気になると言えば、もう1つ。実はクラン加入についてSBさん達と話し合う間、フィーはずっと俺の隣にいた。人見知りで、基本的に気を許した相手以外には姿を見せることが無いあのフィーが、だ。
(これについてはSBさんとは長い付き合いだから、フィーの信頼と言うか好感度があったと言われると納得できるけど……)
SBさんが俺とフィーの知り合いで、クラン加入も利益になる。だからフィーはSBさんがリーダーを務めるクランへの加入を認めた。論理としては理解できる。けど、なんだろう。それだけじゃないって思ってしまう。

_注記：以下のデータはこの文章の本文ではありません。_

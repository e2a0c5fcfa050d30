//! Monthly time index shared by every series of a dataset.

use crate::error::{ForecastError, Result};
use chrono::{Datelike, NaiveDate};

/// Number of calendar months in a seasonal cycle.
pub const MONTHS_PER_YEAR: usize = 12;

/// A single (year, month) observation period.
#[derive(Debug, Clone, Copy, PartialEq, Eq, PartialOrd, Ord, Hash)]
pub struct Period {
    year: i32,
    month: u32,
}

impl Period {
    /// Create a period. The month must lie in 1..=12.
    pub fn new(year: i32, month: u32) -> Result<Self> {
        if !(1..=MONTHS_PER_YEAR as u32).contains(&month) {
            return Err(ForecastError::InvalidMonth(month));
        }
        Ok(Self { year, month })
    }

    pub fn year(&self) -> i32 {
        self.year
    }

    /// Calendar month, 1-based.
    pub fn month(&self) -> u32 {
        self.month
    }

    /// Zero-based month slot for indexing 12-element tables.
    pub fn month_slot(&self) -> usize {
        (self.month - 1) as usize
    }

    /// First day of the period, if the year is representable on the calendar.
    pub fn first_day(&self) -> Option<NaiveDate> {
        NaiveDate::from_ymd_opt(self.year, self.month, 1)
    }

    /// Whether the period maps onto a real calendar date.
    pub fn is_calendar_valid(&self) -> bool {
        self.first_day().is_some()
    }
}

impl From<NaiveDate> for Period {
    fn from(date: NaiveDate) -> Self {
        Self {
            year: date.year(),
            month: date.month(),
        }
    }
}

impl std::fmt::Display for Period {
    fn fmt(&self, f: &mut std::fmt::Formatter<'_>) -> std::fmt::Result {
        write!(f, "{:04}-{:02}", self.year, self.month)
    }
}

/// Ordered sequence of periods; position `i` means the same period in every
/// sequence derived from the dataset.
#[derive(Debug, Clone, Default, PartialEq, Eq)]
pub struct TimeIndex {
    periods: Vec<Period>,
}

impl TimeIndex {
    pub fn new(periods: Vec<Period>) -> Self {
        Self { periods }
    }

    /// Consecutive months starting at `(year, month)`.
    pub fn monthly(year: i32, month: u32, len: usize) -> Result<Self> {
        let start = Period::new(year, month)?;
        let periods = (0..len)
            .map(|offset| {
                let slot = start.month_slot() + offset;
                Period {
                    year: start.year + (slot / MONTHS_PER_YEAR) as i32,
                    month: (slot % MONTHS_PER_YEAR) as u32 + 1,
                }
            })
            .collect();
        Ok(Self { periods })
    }

    pub fn len(&self) -> usize {
        self.periods.len()
    }

    pub fn is_empty(&self) -> bool {
        self.periods.is_empty()
    }

    pub fn periods(&self) -> &[Period] {
        &self.periods
    }

    pub fn get(&self, position: usize) -> Option<Period> {
        self.periods.get(position).copied()
    }

    /// Calendar month (1..=12) of every position.
    pub fn months(&self) -> Vec<u32> {
        self.periods.iter().map(Period::month).collect()
    }

    /// Year following the last calendar-valid period.
    pub fn next_year(&self) -> Option<i32> {
        self.periods
            .iter()
            .rev()
            .find(|p| p.is_calendar_valid())
            .map(|p| p.year + 1)
    }

    /// The twelve forecast periods (January..December) of `anchor_year`.
    pub fn forecast_periods(anchor_year: i32) -> Vec<Period> {
        (1..=MONTHS_PER_YEAR as u32)
            .map(|month| Period {
                year: anchor_year,
                month,
            })
            .collect()
    }
}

その理由は、やっぱり、フィーの行動が人間臭いから。普通のAIなら設定されたアルゴリズムに逆らうことなく、行動する。今回のフィーで言えば、“嫉妬深い”という設定に基づいて一度はゴネたあと、主人である俺に説得される形で“プレイヤーの利益”を尊重するのがフィー“らしい”ように思う。
ただ今回に限って、フィーは“理解ある行動”をした。AIが学習したとも言えるけど、アンリアル運営が『フィー』というキャラクターが持つ「嫉妬深さ」という魅力を損なわせるような学習をさせるだろうか。
「んん~……」
甘えるように、俺の身体に覆いかぶさってくるフィー。まるで重さを感じさせない華奢な身体。印象的な白銀の髪が俺の首元をくすぐる。静かに俺に抱き着くその仕草は、しばらく構ってもらえなかった俺に、自身の存在を刻みつけるマーキングのようでもある。……こういう仕草は、フィーらしいんだけどなぁ。
(結局、俺がフィーに“らしさ”を押し付けてるだけなのかな?)
それに、フィーがAIじゃないとするなら人間ってことになるんだけど、そうすると今度は、人間にしては人間味が薄いよねって話にもなってしまう。結局、俺が暇つぶしに考えてしまった益体もないことなんだろう。そう割り切ることにして、俺はしばらく、甘えてくるフィーにされるがままになっておくことにした。